Episiotomy is a surgical cut in the area between the woman’s vagina and rectum, which makes the vaginal opening larger and enables the baby to pass through more easily. This procedure is usually done using a local anaesthetic. There are two types of episiotomy: midline, where the cut goes from the vagina straight down in the direction of the rectum, and mediolateral, where the cut goes down from the vagina and off to one side away from the rectum. Some episiotomies are deeper than others: some incisions penetrate the thin layer of tissue that covers the vagina; others go deep into the muscle layers beneath.

Episiotomy is a very common procedure, affecting about one-third of births. Some practitioners perform it routinely to prevent the vagina from tearing during delivery.

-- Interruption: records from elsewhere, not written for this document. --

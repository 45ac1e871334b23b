use crate::types::Intrinsics;

// -- USB identifiers --
pub const VID_MICROSOFT: u16 = 0x045E;
pub const PID_NUI_CAMERA: u16 = 0x02AE;
pub const PID_NUI_MOTOR: u16 = 0x02B0;
pub const CAMERA_INTERFACE: u8 = 0;
pub const MOTOR_INTERFACE: u8 = 0;
pub const DEPTH_ENDPOINT: u8 = 0x82;

// -- Isochronous geometry --
pub const NUM_XFERS: usize = 16;
pub const PKTS_PER_XFER: usize = 16;
pub const DEPTH_PKTBUF: usize = 1920;

// -- Depth image --
pub const DEPTH_WIDTH: usize = 640;
pub const DEPTH_HEIGHT: usize = 480;
pub const DEPTH_BITS: usize = 11;
/// Raw value the sensor reports for "no reading".
pub const DEPTH_NO_READING: u16 = 2047;

// -- Depth packets --
pub const PKT_HEADER_SIZE: usize = 12;
pub const DEPTH_PKTSIZE: usize = 1760;
pub const DEPTH_PKT_PAYLOAD: usize = DEPTH_PKTSIZE - PKT_HEADER_SIZE;
pub const DEPTH_FRAME_BYTES: usize = DEPTH_WIDTH * DEPTH_HEIGHT * DEPTH_BITS / 8;
pub const DEPTH_PKTS_PER_FRAME: usize = DEPTH_FRAME_BYTES.div_ceil(DEPTH_PKT_PAYLOAD);
pub const PKT_MAGIC: [u8; 2] = *b"RB";
pub const DEPTH_FLAG_BASE: u8 = 0x70;
pub const FLAG_SOF: u8 = 0x01;
pub const FLAG_MOF: u8 = 0x02;
pub const FLAG_EOF: u8 = 0x05;

// -- Calibration defaults (zero-plane info of a stock sensor) --
pub const DEFAULT_REF_PIXEL_SIZE: f64 = 0.1042;
pub const DEFAULT_REF_DISTANCE: f64 = 120.0;

/// Disparity-to-depth coefficients: depth_m = 1 / (raw * A + B).
pub const DEPTH_COEFF_A: f64 = -0.003_071_101_6;
pub const DEPTH_COEFF_B: f64 = 3.330_949_516_1;

// -- Camera command channel --
pub const CMD_MAGIC: [u8; 2] = *b"GM";
pub const REPLY_MAGIC: [u8; 2] = *b"RB";
pub const CMD_HEADER_SIZE: usize = 8;
pub const CMD_WRITE_REGISTER: u16 = 0x0003;
pub const CMD_GET_FIXED_PARAMS: u16 = 0x0004;
/// Request body of `CMD_GET_FIXED_PARAMS`: five zero words.
pub const FIXED_PARAMS_REQUEST: [u8; 10] = [0; 10];
pub const CTRL_OUT: u8 = 0x40;
pub const CTRL_IN: u8 = 0xC0;
pub const CTRL_REPLY_LEN: usize = 0x200;

// -- Fixed-parameter reply: zero-plane info block, f32 LE fields --
pub const ZPI_OFFSET: usize = 94;
pub const ZPI_REF_DISTANCE: usize = ZPI_OFFSET + 8;
pub const ZPI_REF_PIXEL_SIZE: usize = ZPI_OFFSET + 12;

// -- Camera registers --
pub const REG_PROJECTOR_CYCLE: u16 = 0x0105;
pub const REG_DEPTH_STREAM: u16 = 0x0006;
pub const REG_DEPTH_FORMAT: u16 = 0x0012;
pub const REG_DEPTH_RESOLUTION: u16 = 0x0013;
pub const REG_DEPTH_FPS: u16 = 0x0014;
pub const REG_DEPTH_HFLIP: u16 = 0x0017;
pub const DEPTH_STREAM_OFF: u16 = 0x00;
pub const DEPTH_STREAM_ON: u16 = 0x02;
pub const DEPTH_FORMAT_11BIT: u16 = 0x03;
pub const DEPTH_RESOLUTION_640X480: u16 = 0x01;
pub const DEPTH_FPS_30: u16 = 0x1E;

/// Build a camera command frame.
/// Format: ["GM", len_words LE, cmd LE, tag LE, payload...]
pub fn build_command(cmd: u16, tag: u16, payload: &[u8]) -> Vec<u8> {
    let mut buf = Vec::with_capacity(CMD_HEADER_SIZE + payload.len());
    buf.extend_from_slice(&CMD_MAGIC);
    buf.extend_from_slice(&((payload.len() / 2) as u16).to_le_bytes());
    buf.extend_from_slice(&cmd.to_le_bytes());
    buf.extend_from_slice(&tag.to_le_bytes());
    buf.extend_from_slice(payload);
    buf
}

/// Build the payload of a register write: [register LE, value LE].
pub fn build_write_register(register: u16, value: u16) -> [u8; 4] {
    let r = register.to_le_bytes();
    let v = value.to_le_bytes();
    [r[0], r[1], v[0], v[1]]
}

/// Validate a command reply and return its payload.
pub fn parse_reply(reply: &[u8], cmd: u16, tag: u16) -> crate::Result<&[u8]> {
    let fail = |reason: String| crate::CubicError::Command { cmd, reason };

    if reply.len() < CMD_HEADER_SIZE {
        return Err(fail(format!("reply too short ({} bytes)", reply.len())));
    }
    if reply[0..2] != REPLY_MAGIC {
        return Err(fail(format!(
            "bad reply magic {:02x}{:02x}",
            reply[0], reply[1]
        )));
    }
    let words = u16::from_le_bytes([reply[2], reply[3]]) as usize;
    let echo_cmd = u16::from_le_bytes([reply[4], reply[5]]);
    let echo_tag = u16::from_le_bytes([reply[6], reply[7]]);
    if echo_cmd != cmd || echo_tag != tag {
        return Err(fail(format!(
            "reply echo mismatch: cmd=0x{:04x} tag={}",
            echo_cmd, echo_tag
        )));
    }
    let end = CMD_HEADER_SIZE + words * 2;
    if end > reply.len() {
        return Err(fail(format!(
            "reply declares {} payload bytes, got {}",
            words * 2,
            reply.len() - CMD_HEADER_SIZE
        )));
    }
    Ok(&reply[CMD_HEADER_SIZE..end])
}

/// Extract the zero-plane calibration from a fixed-parameter reply payload.
///
/// Returns `None` when the payload is too short or either value is not a
/// positive finite number.
pub fn parse_zero_plane_info(payload: &[u8]) -> Option<Intrinsics> {
    let read = |at: usize| -> Option<f64> {
        let bytes: [u8; 4] = payload.get(at..at + 4)?.try_into().ok()?;
        let v = f32::from_le_bytes(bytes) as f64;
        (v.is_finite() && v > 0.0).then_some(v)
    };
    Some(Intrinsics {
        reference_distance: read(ZPI_REF_DISTANCE)?,
        reference_pixel_size: read(ZPI_REF_PIXEL_SIZE)?,
    })
}

/// Header carried by every isochronous camera packet.
#[derive(Debug, Clone, Copy, PartialEq, Eq)]
pub struct PacketHeader {
    pub flag: u8,
    pub seq: u8,
    pub timestamp: u32,
}

impl PacketHeader {
    /// Parse a 12-byte packet header.
    ///
    /// Layout:
    /// - `[0..2]`: "RB"
    /// - `[3]`: flag (stream base | SOF/MOF/EOF)
    /// - `[5]`: sequence number
    /// - `[8..12]`: uint32 LE timestamp
    pub fn parse(data: &[u8]) -> Option<PacketHeader> {
        if data.len() < PKT_HEADER_SIZE || data[0..2] != PKT_MAGIC {
            return None;
        }
        Some(PacketHeader {
            flag: data[3],
            seq: data[5],
            timestamp: u32::from_le_bytes([data[8], data[9], data[10], data[11]]),
        })
    }
}

/// Unpack big-endian bit-packed samples of `bits` width into `out`.
///
/// Stops early when `packed` runs out; remaining outputs are left untouched.
pub fn unpack_bits(packed: &[u8], bits: usize, out: &mut [u16]) {
    let mask = (1u32 << bits) - 1;
    let mut buffer: u32 = 0;
    let mut bits_in = 0usize;
    let mut src = packed.iter();

    for sample in out.iter_mut() {
        while bits_in < bits {
            match src.next() {
                Some(&b) => {
                    buffer = (buffer << 8) | b as u32;
                    bits_in += 8;
                }
                None => return,
            }
        }
        bits_in -= bits;
        *sample = ((buffer >> bits_in) & mask) as u16;
    }
}

/// Convert a raw 11-bit disparity value to millimetres. 0 means no reading.
pub fn raw_to_mm(raw: u16) -> u16 {
    if raw >= DEPTH_NO_READING {
        return 0;
    }
    let denom = raw as f64 * DEPTH_COEFF_A + DEPTH_COEFF_B;
    if denom <= 0.0 {
        return 0;
    }
    (1000.0 / denom).round().min(u16::MAX as f64) as u16
}

/// Lookup table covering every 11-bit raw value.
pub fn depth_mm_table() -> Vec<u16> {
    (0..1u16 << DEPTH_BITS).map(raw_to_mm).collect()
}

However, there is growing evidence indicating that episiotomy should not be done routinely, but should instead be reserved for births where the baby is in distress or the birth canal is not stretching enough to allow the baby to be born. If episiotomy was only done in cases where the baby truly needs it, the incidence of episiotomy would drop to 10% of births.

There is one main reason why some practitioners prefer to do routine episiotomy: they find the clean, straight cut of an episiotomy easier to repair than a jagged vaginal tear. However, an episiotomy sometimes involves cutting through deep layers of muscle, while a vaginal tear usually only involves the superficial top layers of tissue. As a result, an episiotomy is more likely to result in a higher amount of pain, complications, and blood loss when compared with a vaginal tear. Women who have an episiotomy may have pain during intercourse for months after childbirth. Those who have an episiotomy that reaches the anus have a long recovery period and may develop problems with controlling their bowel movements.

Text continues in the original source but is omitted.